Oh! These horrendous things are all over the place!
We already discussed matching the magnification of the scope to your purpose.
So… you want to put a 2x or 4x optic on that does nothing to enhance your vision over iron sights?
We discussed a solid and secure mounting system.
So… you want to attach this thing with a single pin holding it on the rear sight base so it can flop around?
Well… it may look cool to dress up and SKS or something …
The rifle came with perfectly good, calibrated, and secure iron sights so what good reason do you have to replace them with something that does nothing to enhance your vision, rattles around, and won’t hold zero?"



For a lot of this, I agree. That said, I make my own Scout mounts for the arms I build, and they are held in place the same way the Germans mounted their scope bases; soft solder and a close fit to the barrel. My sights don't flop about like a landed fish atop the barrel. The gun with a Scout optic of correct build (and Leupold is the only one that I know of that is making a good conventional Scout scope since Burris quit the game) is very fast to use in the field, and the Military has seen fit to adopt the technique in wholesale lots with its Picatinny rail optics used in the Sandbox.

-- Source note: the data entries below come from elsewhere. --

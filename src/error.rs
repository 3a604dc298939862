// HTTP API Error Types
use axum::{http::StatusCode, response::IntoResponse, Json};
use serde_json::{json, Value};

use crate::auth::JwtError;
use crate::database::StoreError;

/// Every failure a handler can produce. Converted to the error envelope
/// `{statusCode, message, success: false}` in `IntoResponse`.
#[derive(Debug, Clone, PartialEq, Eq)]
pub enum ApiError {
    // 400 Bad Request
    Validation(String),

    // 401 Unauthorized
    Unauthorized(String),

    // 404 Not Found
    NotFound(String),

    // 409 Conflict
    Conflict(String),

    // 500 Internal Server Error
    Internal(String),

    // 503 Service Unavailable
    ServiceUnavailable(String),
}

impl ApiError {
    /// Get HTTP status code
    pub fn status_code(&self) -> u16 {
        match self {
            ApiError::Validation(_) => 400,
            ApiError::Unauthorized(_) => 401,
            ApiError::NotFound(_) => 404,
            ApiError::Conflict(_) => 409,
            ApiError::Internal(_) => 500,
            ApiError::ServiceUnavailable(_) => 503,
        }
    }

    /// Get client-safe error message
    pub fn message(&self) -> &str {
        match self {
            ApiError::Validation(msg)
            | ApiError::Unauthorized(msg)
            | ApiError::NotFound(msg)
            | ApiError::Conflict(msg)
            | ApiError::Internal(msg)
            | ApiError::ServiceUnavailable(msg) => msg,
        }
    }

    /// Convert to JSON response body
    pub fn to_json(&self) -> Value {
        json!({
            "statusCode": self.status_code(),
            "message": self.message(),
            "success": false
        })
    }
}

impl ApiError {
    pub fn validation(message: impl Into<String>) -> Self {
        ApiError::Validation(message.into())
    }

    pub fn unauthorized(message: impl Into<String>) -> Self {
        ApiError::Unauthorized(message.into())
    }

    pub fn not_found(message: impl Into<String>) -> Self {
        ApiError::NotFound(message.into())
    }

    pub fn conflict(message: impl Into<String>) -> Self {
        ApiError::Conflict(message.into())
    }

    pub fn internal(message: impl Into<String>) -> Self {
        ApiError::Internal(message.into())
    }

    pub fn service_unavailable(message: impl Into<String>) -> Self {
        ApiError::ServiceUnavailable(message.into())
    }
}

impl From<StoreError> for ApiError {
    fn from(err: StoreError) -> Self {
        match err {
            StoreError::Duplicate(what) => {
                ApiError::conflict(format!("Record already exists: {}", what))
            }
            StoreError::Unavailable(msg) => {
                tracing::error!("Store unavailable: {}", msg);
                ApiError::internal("Database temporarily unavailable")
            }
            StoreError::Corrupt(e) => {
                tracing::error!("Corrupt record in store: {}", e);
                ApiError::internal("An error occurred while processing your request")
            }
            StoreError::Sqlx(sqlx_err) => {
                // Log the real error but return generic message
                tracing::error!("SQLx error: {}", sqlx_err);
                ApiError::internal("Database error occurred")
            }
        }
    }
}

impl From<JwtError> for ApiError {
    fn from(err: JwtError) -> Self {
        match err {
            JwtError::MissingSecret => {
                tracing::error!("Token signing secret is not configured");
                ApiError::internal("Token service is not configured")
            }
            JwtError::Encode(msg) => {
                tracing::error!("Failed to sign token: {}", msg);
                ApiError::internal("Something went wrong while generating tokens.")
            }
            JwtError::Invalid(msg) => {
                tracing::debug!("Rejected token: {}", msg);
                ApiError::unauthorized("Invalid access token.")
            }
        }
    }
}

// Standard error trait implementations
impl std::fmt::Display for ApiError {
    fn fmt(&self, f: &mut std::fmt::Formatter<'_>) -> std::fmt::Result {
        write!(f, "{}", self.message())
    }
}

impl std::error::Error for ApiError {}

// Automatic HTTP response conversion for Axum
impl IntoResponse for ApiError {
    fn into_response(self) -> axum::response::Response {
        let status =
            StatusCode::from_u16(self.status_code()).unwrap_or(StatusCode::INTERNAL_SERVER_ERROR);
        if status.is_server_error() {
            tracing::error!(status = status.as_u16(), "{}", self.message());
        } else {
            tracing::debug!(status = status.as_u16(), "{}", self.message());
        }
        (status, Json(self.to_json())).into_response()
    }
}
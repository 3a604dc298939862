#![allow(dead_code)]

use std::time::{Duration, Instant};

use anyhow::{Context, Result};
use reqwest::{Client, RequestBuilder, Response, StatusCode};
use serde_json::{json, Value};

use tweet_api::config::AppConfig;
use tweet_api::{app, AppState};

pub struct TestServer {
    pub port: u16,
    pub base_url: String,
    pub client: Client,
}

impl TestServer {
    /// Serves a fresh in-memory app on an unused port for the lifetime of the
    /// calling test's runtime
    pub async fn spawn() -> Result<Self> {
        let port = portpicker::pick_unused_port().context("failed to pick free port")?;
        let base_url = format!("http://127.0.0.1:{}", port);

        let listener = tokio::net::TcpListener::bind(("127.0.0.1", port))
            .await
            .context("failed to bind test listener")?;
        let router = app(AppState::in_memory(AppConfig::development()));
        tokio::spawn(async move {
            let _ = axum::serve(listener, router).await;
        });

        let server = Self {
            port,
            base_url,
            client: Client::new(),
        };
        server.wait_ready(Duration::from_secs(10)).await?;
        Ok(server)
    }

    async fn wait_ready(&self, timeout: Duration) -> Result<()> {
        let deadline = Instant::now() + timeout;
        loop {
            if Instant::now() > deadline {
                break;
            }
            if let Ok(resp) = self.client.get(self.url("/health")).send().await {
                if resp.status() == StatusCode::OK {
                    return Ok(());
                }
            }
            tokio::time::sleep(Duration::from_millis(50)).await;
        }
        anyhow::bail!("server did not become ready on {} within {:?}", self.base_url, timeout)
    }

    pub fn url(&self, path: &str) -> String {
        format!("{}{}", self.base_url, path)
    }

    pub fn get(&self, path: &str) -> RequestBuilder {
        self.client.get(self.url(path))
    }

    pub fn post(&self, path: &str) -> RequestBuilder {
        self.client.post(self.url(path))
    }

    pub fn patch(&self, path: &str) -> RequestBuilder {
        self.client.patch(self.url(path))
    }

    pub fn delete(&self, path: &str) -> RequestBuilder {
        self.client.delete(self.url(path))
    }

    pub async fn register(&self, username: &str) -> Result<Value> {
        let res = self
            .post("/users/register")
            .json(&json!({
                "fullName": format!("{} Tester", username),
                "email": format!("{}@example.com", username),
                "username": username,
                "password": "s3cret-pass",
            }))
            .send()
            .await?;
        anyhow::ensure!(res.status() == StatusCode::CREATED, "register failed: {}", res.status());
        let body: Value = res.json().await?;
        Ok(body["data"].clone())
    }

    pub async fn login(&self, username: &str) -> Result<Session> {
        let res = self
            .post("/users/login")
            .json(&json!({ "username": username, "password": "s3cret-pass" }))
            .send()
            .await?;
        anyhow::ensure!(res.status() == StatusCode::OK, "login failed: {}", res.status());
        let body: Value = res.json().await?;
        let data = &body["data"];
        Ok(Session {
            user_id: field(&data["user"]["_id"], "user id")?,
            access_token: field(&data["accessToken"], "access token")?,
            refresh_token: field(&data["refreshToken"], "refresh token")?,
        })
    }

    /// Registers and logs in a user in one step
    pub async fn signup(&self, username: &str) -> Result<Session> {
        self.register(username).await?;
        self.login(username).await
    }
}

fn field(value: &Value, what: &str) -> Result<String> {
    value
        .as_str()
        .map(str::to_string)
        .with_context(|| format!("missing {}", what))
}

pub struct Session {
    pub user_id: String,
    pub access_token: String,
    pub refresh_token: String,
}

impl Session {
    pub fn bearer(&self) -> String {
        format!("Bearer {}", self.access_token)
    }
}

/// Status plus parsed envelope
pub async fn envelope(res: Response) -> Result<(StatusCode, Value)> {
    let status = res.status();
    let body = res.json::<Value>().await?;
    Ok((status, body))
}
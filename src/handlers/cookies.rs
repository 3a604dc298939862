use axum::http::header;
use axum::response::AppendHeaders;

pub const ACCESS_COOKIE: &str = "accessToken";
pub const REFRESH_COOKIE: &str = "refreshToken";

fn session_cookie(name: &str, value: &str) -> String {
    format!("{}={}; HttpOnly; Secure; SameSite=Strict; Path=/", name, value)
}

fn expired_cookie(name: &str) -> String {
    format!("{}=; HttpOnly; Secure; SameSite=Strict; Path=/; Max-Age=0", name)
}

/// `Set-Cookie` headers carrying a freshly issued token pair
pub fn set_session(
    access_token: &str,
    refresh_token: &str,
) -> AppendHeaders<[(header::HeaderName, String); 2]> {
    AppendHeaders([
        (header::SET_COOKIE, session_cookie(ACCESS_COOKIE, access_token)),
        (header::SET_COOKIE, session_cookie(REFRESH_COOKIE, refresh_token)),
    ])
}

/// `Set-Cookie` headers that make the client drop both tokens
pub fn clear_session() -> AppendHeaders<[(header::HeaderName, String); 2]> {
    AppendHeaders([
        (header::SET_COOKIE, expired_cookie(ACCESS_COOKIE)),
        (header::SET_COOKIE, expired_cookie(REFRESH_COOKIE)),
    ])
}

My major reason for using a Scout scope and mount is to preserve my ability to load with a stripper clip. To me, the rifle is a using implement, not a collector's item or a work of art. I have even been known to use the (Gasp! Gag!) light dot sights. Trijicon and Aimpoint make some first class optics, and the little Optima sight has been of service in times past, and can be fitted to the original sight slide to allow use of the existing elevation works....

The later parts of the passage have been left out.